Rotation-Invariant Iris Texture Verification
Amol D. Rahulkar and R. S. Holambe
Department of Instrumentation and Control Engineering, AISSMS’ Institute of Information Technology, Pune
amolrahulkar_000@yahoo.com
Abstract: The iris recognition system mainly consists of iris
segmentation, normalization, feature extraction, and matching.
The feature extraction plays a very important role in iris
recognition system. This paper is presented the rotationally
invariant iris texture feature extraction method which uses the
DWT and DT-CWT jointly. The proposed approach divides the
normalized iris image into six sub-regions and the combined
transform is applied separately on each region to capture the
information in nine directions. The rotation invariant feature
vector is formed by estimating the energies and standard
deviation of each sub-band. The Euclidean distance is used to
match the feature vectors of template and test iris image. The
performance of iris recognition with combine approach on
UBIRIS and MMU1 database is compared with Gabor, DWT,
and DT-CWT in terms of FAR, FRR, and computational
complexity. The experimentation shows that proposed method
improves the performance.
Index Terms- Iris recognition, DWT, DT-CWT, Gabor, Biometrics.
I INTRODUCTION
Biometric authentication is an automated method for
verifying an individual. The authentication is based on the
physiological or behavioral characteristics of human being.
Among various biometric techniques such as (fingerprint,
signature, face, palm-print, palm-vein, iris etc.) iris is found to
be the most reliable and accurate trait for high secured
applications. It is because iris is unique, stable, and noninvasive.

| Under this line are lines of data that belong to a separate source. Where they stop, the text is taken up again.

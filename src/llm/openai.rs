//! OpenAI Chat Completions 兼容协议适配器
//!
//! 覆盖 OpenAI / DeepSeek / 通义千问 / OpenRouter / Ollama 及任意兼容网关：
//! - 流式：SSE 帧中的 `delta.content` 为正文，`delta.reasoning_content` 为思考流，
//!   `delta.tool_calls` 按 index 分片累积，`[DONE]` 结束
//! - 厂商拒绝「流式 + 工具」时降级为一次非流式调用，完整文本作为一个增量重放

use std::time::Duration;

use async_trait::async_trait;
use eventsource_stream::Eventsource;
use reqwest::Response;
use serde::Deserialize;
use serde_json::{json, Value};
use tokio_util::sync::CancellationToken;

use crate::engine::events::{send_event, ChatEvent, EventSender};
use crate::llm::accumulator::{parse_arguments, ToolCallAccumulator};
use crate::llm::wire::{
    error_body_or_cancel, error_message_from_body, extract_error, http_client,
    is_stream_unsupported, next_or_cancel, send_or_cancel,
};
use crate::llm::{ChatAdapter, ChatRequest, LlmError, LlmTurn, ProviderConfig, ToolDefinition};
use crate::memory::{ToolCall, Turn};

/// OpenAI 兼容适配器
#[derive(Clone)]
pub struct OpenAiAdapter {
    http: reqwest::Client,
}

impl OpenAiAdapter {
    /// `timeout` 同时约束建立连接与每次读取（含流式响应中两帧之间的间隔）
    pub fn new(timeout: Duration) -> Self {
        Self {
            http: http_client(timeout),
        }
    }

    async fn run(
        &self,
        provider: &ProviderConfig,
        request: ChatRequest<'_>,
        events: Option<&EventSender>,
        cancel: &CancellationToken,
    ) -> Result<LlmTurn, LlmError> {
        let url = format!("{}/chat/completions", provider.base_url()?);
        let api_key = provider.api_key()?;
        let messages = build_messages(request.system_prompt, request.turns);
        let tools = build_tools(request.tools);

        let body = request_body(provider, &messages, &tools, true);
        let Some(resp) = self.post(&url, api_key, &body, cancel).await? else {
            return Ok(LlmTurn::Aborted);
        };

        let status = resp.status();
        if !status.is_success() {
            let Some(text) = error_body_or_cancel(resp, cancel).await else {
                return Ok(LlmTurn::Aborted);
            };
            let message = error_message_from_body(status, &text);
            if is_stream_unsupported(&message) {
                tracing::info!(
                    provider = provider.kind.id(),
                    error = %message,
                    "streaming rejected, retrying without stream"
                );
                return self
                    .complete_once(&url, api_key, provider, &messages, &tools, events, cancel)
                    .await;
            }
            return Err(LlmError::Provider(message));
        }

        // 部分网关忽略 stream 参数直接返回完整 JSON
        if is_json_response(&resp) {
            return read_complete(resp, events, cancel).await;
        }

        // 已推送过增量时不再降级，否则完整文本会被重放一遍
        let mut delivered = false;
        let streamed = read_stream(resp, events, cancel, &mut delivered).await;
        match streamed {
            Err(LlmError::Provider(message)) if !delivered && is_stream_unsupported(&message) => {
                tracing::info!(
                    provider = provider.kind.id(),
                    error = %message,
                    "stream aborted by provider, retrying without stream"
                );
                self.complete_once(&url, api_key, provider, &messages, &tools, events, cancel)
                    .await
            }
            other => other,
        }
    }

    #[allow(clippy::too_many_arguments)]
    async fn complete_once(
        &self,
        url: &str,
        api_key: Option<&str>,
        provider: &ProviderConfig,
        messages: &[Value],
        tools: &[Value],
        events: Option<&EventSender>,
        cancel: &CancellationToken,
    ) -> Result<LlmTurn, LlmError> {
        let body = request_body(provider, messages, tools, false);
        let Some(resp) = self.post(url, api_key, &body, cancel).await? else {
            return Ok(LlmTurn::Aborted);
        };
        let status = resp.status();
        if !status.is_success() {
            let Some(text) = error_body_or_cancel(resp, cancel).await else {
                return Ok(LlmTurn::Aborted);
            };
            return Err(LlmError::Provider(error_message_from_body(status, &text)));
        }
        read_complete(resp, events, cancel).await
    }

    async fn post(
        &self,
        url: &str,
        api_key: Option<&str>,
        body: &Value,
        cancel: &CancellationToken,
    ) -> Result<Option<Response>, LlmError> {
        let mut req = self.http.post(url).json(body);
        if let Some(key) = api_key {
            req = req.bearer_auth(key);
        }
        send_or_cancel(req, cancel).await
    }
}

#[async_trait]
impl ChatAdapter for OpenAiAdapter {
    async fn call(
        &self,
        provider: &ProviderConfig,
        request: ChatRequest<'_>,
        events: Option<&EventSender>,
        cancel: &CancellationToken,
    ) -> LlmTurn {
        self.run(provider, request, events, cancel).await.into()
    }
}

fn request_body(provider: &ProviderConfig, messages: &[Value], tools: &[Value], stream: bool) -> Value {
    let mut body = json!({
        "model": provider.model,
        "messages": messages,
        "max_tokens": provider.max_tokens,
        "stream": stream,
    });
    if stream {
        body["stream_options"] = json!({ "include_usage": true });
    }
    if !tools.is_empty() {
        body["tools"] = Value::Array(tools.to_vec());
        body["tool_choice"] = json!("auto");
    }
    body
}

fn is_json_response(resp: &Response) -> bool {
    resp.headers()
        .get(reqwest::header::CONTENT_TYPE)
        .and_then(|v| v.to_str().ok())
        .map(|v| v.starts_with("application/json"))
        .unwrap_or(false)
}

/// 对话 → OpenAI messages：system 在首位，工具调用参数序列化为 JSON 字符串
pub fn build_messages(system_prompt: &str, turns: &[Turn]) -> Vec<Value> {
    let mut messages = Vec::with_capacity(turns.len() + 1);
    if !system_prompt.trim().is_empty() {
        messages.push(json!({ "role": "system", "content": system_prompt }));
    }
    for turn in turns {
        let msg = match turn {
            Turn::User { text } => json!({ "role": "user", "content": text }),
            Turn::Assistant { text } => json!({ "role": "assistant", "content": text }),
            Turn::ToolCalls { text, calls } => {
                let tool_calls: Vec<Value> = calls
                    .iter()
                    .map(|c| {
                        json!({
                            "id": c.id,
                            "type": "function",
                            "function": {
                                "name": c.name,
                                "arguments": c.arguments.to_string(),
                            }
                        })
                    })
                    .collect();
                let content = if text.is_empty() {
                    Value::Null
                } else {
                    Value::String(text.clone())
                };
                json!({ "role": "assistant", "content": content, "tool_calls": tool_calls })
            }
            Turn::ToolResult {
                call_id, content, ..
            } => json!({ "role": "tool", "tool_call_id": call_id, "content": content }),
        };
        messages.push(msg);
    }
    messages
}

pub fn build_tools(tools: &[ToolDefinition]) -> Vec<Value> {
    tools
        .iter()
        .map(|t| {
            json!({
                "type": "function",
                "function": {
                    "name": t.name,
                    "description": t.description,
                    "parameters": t.parameters,
                }
            })
        })
        .collect()
}

#[derive(Debug, Deserialize)]
struct StreamChunk {
    #[serde(default)]
    choices: Option<Vec<StreamChoice>>,
    #[serde(default)]
    usage: Option<UsageBlock>,
}

#[derive(Debug, Deserialize)]
struct StreamChoice {
    #[serde(default)]
    delta: Option<Delta>,
}

#[derive(Debug, Default, Deserialize)]
struct Delta {
    #[serde(default)]
    content: Option<String>,
    #[serde(default)]
    reasoning_content: Option<String>,
    #[serde(default)]
    tool_calls: Option<Vec<ToolCallDelta>>,
}

#[derive(Debug, Deserialize)]
struct ToolCallDelta {
    #[serde(default)]
    index: Option<usize>,
    #[serde(default)]
    id: Option<String>,
    #[serde(default)]
    function: Option<FunctionDelta>,
}

#[derive(Debug, Deserialize)]
struct FunctionDelta {
    #[serde(default)]
    name: Option<String>,
    #[serde(default)]
    arguments: Option<String>,
}

#[derive(Debug, Deserialize)]
struct UsageBlock {
    #[serde(default)]
    prompt_tokens: u64,
    #[serde(default)]
    completion_tokens: u64,
}

/// `delivered` 记录是否已向调用方推送过思考或正文增量
async fn read_stream(
    resp: Response,
    events: Option<&EventSender>,
    cancel: &CancellationToken,
    delivered: &mut bool,
) -> Result<LlmTurn, LlmError> {
    let mut stream = Box::pin(resp.bytes_stream().eventsource());
    let mut text = String::new();
    let mut calls = ToolCallAccumulator::new();

    loop {
        let frame = match next_or_cancel(&mut stream, cancel).await {
            None => return Ok(LlmTurn::Aborted),
            Some(None) => break,
            Some(Some(frame)) => frame,
        };
        let event = frame.map_err(|e| LlmError::InvalidResponse(format!("SSE error: {e}")))?;
        let data = event.data.trim();
        if data.is_empty() {
            continue;
        }
        if data == "[DONE]" {
            break;
        }
        let value: Value = match serde_json::from_str(data) {
            Ok(v) => v,
            Err(e) => {
                tracing::debug!(error = %e, data = %data, "skipping malformed SSE frame");
                continue;
            }
        };
        if let Some(message) = extract_error(&value) {
            return Err(LlmError::Provider(message));
        }
        let chunk: StreamChunk = match serde_json::from_value(value) {
            Ok(c) => c,
            Err(e) => {
                tracing::debug!(error = %e, "skipping unrecognised SSE frame");
                continue;
            }
        };

        if let Some(usage) = chunk.usage {
            send_event(
                events,
                ChatEvent::Usage {
                    prompt_tokens: usage.prompt_tokens,
                    completion_tokens: usage.completion_tokens,
                },
            );
        }
        for choice in chunk.choices.unwrap_or_default() {
            let delta = choice.delta.unwrap_or_default();
            if let Some(reasoning) = delta.reasoning_content.filter(|s| !s.is_empty()) {
                *delivered = true;
                send_event(events, ChatEvent::ThinkingDelta { text: reasoning });
            }
            if let Some(content) = delta.content.filter(|s| !s.is_empty()) {
                *delivered = true;
                text.push_str(&content);
                send_event(events, ChatEvent::TextDelta { text: content });
            }
            for tc in delta.tool_calls.unwrap_or_default() {
                let index = match tc.index {
                    Some(i) => i,
                    None => calls.index_for_id(tc.id.as_deref()),
                };
                let (name, arguments) = match tc.function {
                    Some(f) => (f.name, f.arguments),
                    None => (None, None),
                };
                calls.apply_delta(index, tc.id.as_deref(), name.as_deref(), arguments.as_deref());
            }
        }
    }

    Ok(LlmTurn::from_parts(text, calls.finish()))
}

/// 非流式响应：思考与正文各作为一个增量重放
async fn read_complete(
    resp: Response,
    events: Option<&EventSender>,
    cancel: &CancellationToken,
) -> Result<LlmTurn, LlmError> {
    let value: Value = tokio::select! {
        biased;
        _ = cancel.cancelled() => return Ok(LlmTurn::Aborted),
        v = resp.json::<Value>() => v?,
    };
    if let Some(message) = extract_error(&value) {
        return Err(LlmError::Provider(message));
    }
    if let Some(usage) = value.get("usage").filter(|u| u.is_object()) {
        send_event(
            events,
            ChatEvent::Usage {
                prompt_tokens: usage.get("prompt_tokens").and_then(|v| v.as_u64()).unwrap_or(0),
                completion_tokens: usage
                    .get("completion_tokens")
                    .and_then(|v| v.as_u64())
                    .unwrap_or(0),
            },
        );
    }
    let message = value
        .pointer("/choices/0/message")
        .ok_or_else(|| LlmError::InvalidResponse("response has no choices[0].message".into()))?;

    if let Some(reasoning) = message
        .get("reasoning_content")
        .and_then(|v| v.as_str())
        .filter(|s| !s.is_empty())
    {
        send_event(events, ChatEvent::ThinkingDelta { text: reasoning.to_string() });
    }
    let text = message
        .get("content")
        .and_then(|v| v.as_str())
        .unwrap_or_default()
        .to_string();
    if !text.is_empty() {
        send_event(events, ChatEvent::TextDelta { text: text.clone() });
    }

    let calls = message
        .get("tool_calls")
        .and_then(|v| v.as_array())
        .map(|arr| arr.iter().map(complete_tool_call).collect())
        .unwrap_or_default();
    Ok(LlmTurn::from_parts(text, calls))
}

fn complete_tool_call(raw: &Value) -> ToolCall {
    let id = raw
        .get("id")
        .and_then(|v| v.as_str())
        .filter(|s| !s.is_empty())
        .map(str::to_string)
        .unwrap_or_else(|| format!("call_{}", uuid::Uuid::new_v4().simple()));
    let function = raw.get("function").cloned().unwrap_or(Value::Null);
    let name = function
        .get("name")
        .and_then(|v| v.as_str())
        .unwrap_or_default()
        .to_string();
    let arguments = match function.get("arguments") {
        Some(Value::String(s)) => parse_arguments(s),
        Some(v @ Value::Object(_)) => v.clone(),
        _ => json!({}),
    };
    ToolCall { id, name, arguments }
}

Iris recognition is the process of identifying an
individual by analyzing its iris pattern. The iris is a muscle
within the eye that regulates the size of the pupil. It is the
colored portion of the eye with coloring based on the
pigmentation within the muscle. The basic block diagram of
iris recognition system is shown in Fig.1. The whole system
consists of segmentation, normalization, feature extraction,
and matching.
The segmentation is the separation of iris from an
eye image. In 1993, Daughman [1] pioneer of iris recognition
system developed an integro-differential operator to localize
the inner and outer boundaries of the iris. In Wildes [2], first
the image intensity information converted into binary edge
map, and then edge points vote to instantiate the particular
contour parameter values. The edge map is recovered via
gradient based edge detection with the circular Hough
Transform. Li Ma et. al. [3], [4] first project the image in the
vertical and horizontal directions to approximately estimate
the center co- ordinates of the pupil. The center co-ordinates
of the iris are estimated with the help of threshold. The canny
edge detector and Hough Transform are then used to calculate
the parameters of the iris. The normalization is used to
simplify the further processing. The feature extraction is the
heart of the iris recognition system which extracts the features
from normalized iris image. The feature extraction generally
classified into three main categories-phase based method,
zero-crossing detection and texture based method. The Gabor
wavelet, Log-Gabor wavelet are used to extract the phase
information proposed by Daughman [1], Meng and Xu [5], L.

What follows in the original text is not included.